Tiens, les sondages semblent pour l’heure favorables à l’initiative de l’UDC sur les naturalisations par les urnes.
Ils seraient donc dans ce pays 48% à approuver (contre 37% et 15% d’indécis) l’idée que le droit d’acquérir la nationalité suisse soit désormais jugé, du moins dans les communes qui le souhaitent, par le peuple tout puissant, plus souverain que jamais.
Si le peuple, comme cela se passait régulièrement à Emmen, a une curieuse tendance à écarter d’entrée comme indignes du passeport rouge à croix blanche tous les patronymes se terminant en «ic», qu’importe puisque tel est son bon plaisir.
Qui, en effet, investi de quelle autorité supérieure, serait assez outrecuidant pour priver le souverain du droit sacré de ne pas aimer les rimes en «ic»? Ou le café au lait ni le chocolat noir, qui font peur rien qu’à les regarder. Ou ceux qui, pour prier, quelle horreur, font rien qu’à montrer leur derrière et veulent leur place à eux, rien qu’eux, au cimetière. Hop, un bulletin dans l’urne et on n’en parle plus.
Bien sûr, le conseiller national UDC Oskar Freysinger ne voit pas, lui, «en quoi le citoyen serait plus irrationnel, émotionnel, raciste et xénophobe qu’un fonctionnaire». Sauf que le fonctionnaire est payé pour son impartialité et des compétences particulières.
De même, la cheffe du Service valaisan des étrangers Françoise Gianadda, non affiliée UDC mais sympathisante avérée et chouchou de Blocher, estime que c’est faire «injure au peuple de le soupçonner» de pratiquer le délit de sale gueule.
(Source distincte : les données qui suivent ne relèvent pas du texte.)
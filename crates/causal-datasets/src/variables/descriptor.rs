//! Serialized variable metadata (`variables.json`).

use serde::{Deserialize, Serialize};

use super::VariableType;

/// One column of the flat data matrix.
///
/// Several descriptors sharing a `group_name` form one multi-column variable.
#[derive(Clone, Debug, PartialEq, Serialize, Deserialize)]
pub struct VariableDescriptor {
    pub group_name: String,

    #[serde(rename = "type")]
    pub variable_type: VariableType,

    /// Lowest category index (categorical only).
    #[serde(default, skip_serializing_if = "Option::is_none")]
    pub lower: Option<i64>,

    /// Highest category index (categorical only).
    #[serde(default, skip_serializing_if = "Option::is_none")]
    pub upper: Option<i64>,
}

impl VariableDescriptor {
    pub fn new(group_name: impl Into<String>, variable_type: VariableType) -> Self {
        Self {
            group_name: group_name.into(),
            variable_type,
            lower: None,
            upper: None,
        }
    }

    pub fn continuous(group_name: impl Into<String>) -> Self {
        Self::new(group_name, VariableType::Continuous)
    }

    pub fn binary(group_name: impl Into<String>) -> Self {
        Self::new(group_name, VariableType::Binary)
    }

    pub fn categorical(group_name: impl Into<String>) -> Self {
        Self::new(group_name, VariableType::Categorical)
    }

    /// Set both category limits.
    pub fn with_bounds(mut self, lower: i64, upper: i64) -> Self {
        self.lower = Some(lower);
        self.upper = Some(upper);
        self
    }
}

/// Top-level content of `variables.json`.
#[derive(Clone, Debug, Default, PartialEq, Serialize, Deserialize)]
pub struct VariablesMetadata {
    pub variables: Vec<VariableDescriptor>,
}

impl VariablesMetadata {
    pub fn new(variables: Vec<VariableDescriptor>) -> Self {
        Self { variables }
    }

    /// Parse from an already-decoded JSON value.
    pub fn from_value(value: serde_json::Value) -> Result<Self, serde_json::Error> {
        serde_json::from_value(value)
    }

    /// Serialize back to JSON with string type tags.
    pub fn to_value(&self) -> Result<serde_json::Value, serde_json::Error> {
        serde_json::to_value(self)
    }
}
//! Error types for dataset decoding.
//!
//! Every failure is a concrete [`DecodeError`] variant. [`DecodeError::kind`]
//! projects the variant onto the coarse [`ErrorKind`] taxonomy, which is what
//! callers usually want to branch on.

use crate::variables::VariableType;

/// Coarse classification of a [`DecodeError`].
#[derive(Clone, Copy, Debug, PartialEq, Eq, Hash)]
pub enum ErrorKind {
    /// Variable metadata or data shape is inconsistent.
    Schema,
    /// An intervened value is not constant across a sampled batch.
    InvariantViolation,
    /// Reference data was required but absent.
    MissingReference,
    /// An experiment column index has no catalog entry.
    IndexMapping,
    /// The requested artifact kind is not recognised.
    UnsupportedArtifact,
    /// Retrieval failed (filesystem, CSV or JSON parsing).
    Io,
}

/// Errors produced while decoding datasets and experiment files.
#[derive(Debug, thiserror::Error)]
pub enum DecodeError {
    #[error("expected 2-dimensional data, got {ndim} dimensions")]
    NotTwoDimensional { ndim: usize },

    #[error("variable sizes do not match data shape: catalog declares {expected} columns, data has {actual}")]
    ColumnCountMismatch { expected: usize, actual: usize },

    #[error("row {row} has {actual} values, expected {expected}")]
    RaggedRows {
        row: usize,
        expected: usize,
        actual: usize,
    },

    #[error("invalid number {value:?} at row {row}, column {column}")]
    InvalidNumber {
        row: usize,
        column: usize,
        value: String,
    },

    #[error("value {value} at row {row}, column {column} is not an integer")]
    NonIntegral { row: usize, column: usize, value: f64 },

    #[error("categorical variable '{group}': please specify either both limits or neither")]
    CategoricalBounds { group: String },

    #[error("categorical variable '{group}': upper limit {upper} is below lower limit {lower}")]
    CategoricalRange { group: String, lower: i64, upper: i64 },

    #[error("categorical variable '{group}': cannot one-hot expand a field of width {width} to {target}")]
    CategoricalWidth {
        group: String,
        width: usize,
        target: usize,
    },

    #[error("categorical variable '{group}': value {value} is outside [{lower}, {lower} + {width})")]
    CategoricalValue {
        group: String,
        value: f64,
        lower: i64,
        width: usize,
    },

    #[error("variable group '{group}' mixes types {first} and {other}")]
    MixedGroupTypes {
        group: String,
        first: VariableType,
        other: VariableType,
    },

    #[error("no dtype registered for variable type {0}")]
    MissingDType(VariableType),

    #[error("unknown variable type '{0}'")]
    UnknownVariableType(String),

    #[error("field '{group}' has {actual} rows, record batch has {expected}")]
    BatchMismatch {
        group: String,
        expected: usize,
        actual: usize,
    },

    #[error("record has no field named '{0}'")]
    UnknownGroup(String),

    #[error("environment {environment}: sampled batch is empty")]
    EmptyBatch { environment: usize },

    #[error("environment {environment}: counterfactual is missing conditioning_values")]
    MissingFactualData { environment: usize },

    #[error("environment {environment}: intervened variable '{group}' differs from the first row at row {row}")]
    NonConstantIntervention {
        environment: usize,
        group: String,
        row: usize,
    },

    #[error("environment {environment}: intervention reference_data is missing")]
    MissingReference { environment: usize },

    #[error("column index {0} has no corresponding variable")]
    UnknownColumn(usize),

    #[error("column index {0} is listed more than once in columns_to_nodes")]
    DuplicateColumn(usize),

    #[error("columns_to_nodes has {columns} entries, catalog has {groups} groups and {descriptors} variables")]
    ColumnMapLength {
        columns: usize,
        groups: usize,
        descriptors: usize,
    },

    #[error("unsupported artifact '{0}'")]
    UnsupportedArtifact(String),

    #[error("artifact {artifact} was expected to be {expected}")]
    ArtifactFormat {
        artifact: &'static str,
        expected: &'static str,
    },

    #[error("I/O error: {0}")]
    Io(#[from] std::io::Error),

    #[error("CSV error: {0}")]
    Csv(#[from] csv::Error),

    #[error("JSON error: {0}")]
    Json(#[from] serde_json::Error),
}

impl DecodeError {
    /// Coarse classification of this error.
    pub fn kind(&self) -> ErrorKind {
        use DecodeError::*;
        match self {
            NotTwoDimensional { .. }
            | ColumnCountMismatch { .. }
            | RaggedRows { .. }
            | InvalidNumber { .. }
            | NonIntegral { .. }
            | CategoricalBounds { .. }
            | CategoricalRange { .. }
            | CategoricalWidth { .. }
            | CategoricalValue { .. }
            | MixedGroupTypes { .. }
            | MissingDType(_)
            | UnknownVariableType(_)
            | BatchMismatch { .. }
            | UnknownGroup(_)
            | EmptyBatch { .. }
            | MissingFactualData { .. }
            | ArtifactFormat { .. } => ErrorKind::Schema,
            NonConstantIntervention { .. } => ErrorKind::InvariantViolation,
            MissingReference { .. } => ErrorKind::MissingReference,
            UnknownColumn(_) | DuplicateColumn(_) | ColumnMapLength { .. } => {
                ErrorKind::IndexMapping
            }
            UnsupportedArtifact(_) => ErrorKind::UnsupportedArtifact,
            Io(_) | Csv(_) | Json(_) => ErrorKind::Io,
        }
    }
}

/// Result alias used throughout the crate.
pub type Result<T> = std::result::Result<T, DecodeError>;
On pourrait rappeler à l’UDC que, par exemple, le peuple chinois, dont, on a aucune raison de penser qu’il soit foncièrement plus stupide que l’helvète, estime dans son écrasante majorité le Tibet à jamais chinois et trouve parfaitement justifié et honorable l’occupation de Lhassa par les forces de Pékin, et bien méritées les mises au pas qui s’en suivent.
Autrement dit, nous voilà avec cette histoire de naturalisations démocratiques, devant ce que l’avocat Marc Spescha appelle «une conception totalitaire de la démocratie, selon laquelle la majorité aurait le droit de faire tout ce qui lui plait.»
On pourra aussi sur ce thème écouter avec profit la pythie des Grisons Eveline Widmer-Schlumpf, qui renvoie ses petits camarades de l’UDC dans les cordes du droit: «Les décisions de naturalisation ne doivent être ni arbitraires, ni discriminatoires et elles doivent être motivées». C’est la Constitution qui le dit. Et de une.
Quant au souhait des initiants de supprimer toute possibilité de recours face à une décision négative, la même Eveline s’assoit tranquillement dessus: «Une décision arbitraire ou discriminatoire doit pouvoir être contestée», c’est la Constitution là encore qui le dit, mais épaulée cette fois par le droit international. Et de deux.
Enfin, face à l’idée d’une naturalisation à l’essai, Madame la Conseillère fédérale, déchaînée, dégaine l’arme fatale du bon sens: «Que ferait-on par exemple avec une femme qui accouche en période d’essai? Son enfant serait-il suisse à l’essai?» Et de trois.
L’inénarrable Jacques Neyrinck a créé, lui, pour l’occasion, un néologisme rigolo: l’acratie, ou absence de pouvoir. De pouvoir, légitime, représentatif et civilisé s’entend. Acratie, lorsqu’on enlève aux instances élues et administratives la décision de naturaliser pour la laisser au bon vouloir du peuple.
Acratie encore, lorsque l’on veut interdire au Conseil fédéral la possibilité de prendre position lors des scrutins populaires. Acratie enfin lorsque l’on retire aux cantons le financement des hôpitaux pour le confier aux caisses maladies.
Dans les trois cas, assure Neyrinck, «les exécutifs élus et les corps constitués sont dépouillés de leurs attributions, dissoutes au bénéfice des marchés concurrentiels et des votes populaires». Autrement dit, réduites à la loi du plus fort, à l’arbitraire du grand nombre, à la loi sans loi de la jungle.
Curieusement, sur ces trois questions, nous voterons le 1er juin prochain, à une semaine donc du coup d’envoi d’un Eurofoot qui promet un déluge patriotique sans précédent, accompagné d’une marée de drapeaux rouges à croix blanche, sans plus personne pour se demander si devenir suisse est une question politique, comme le croit l’UDC, ou administrative, comme le pense le reste du monde.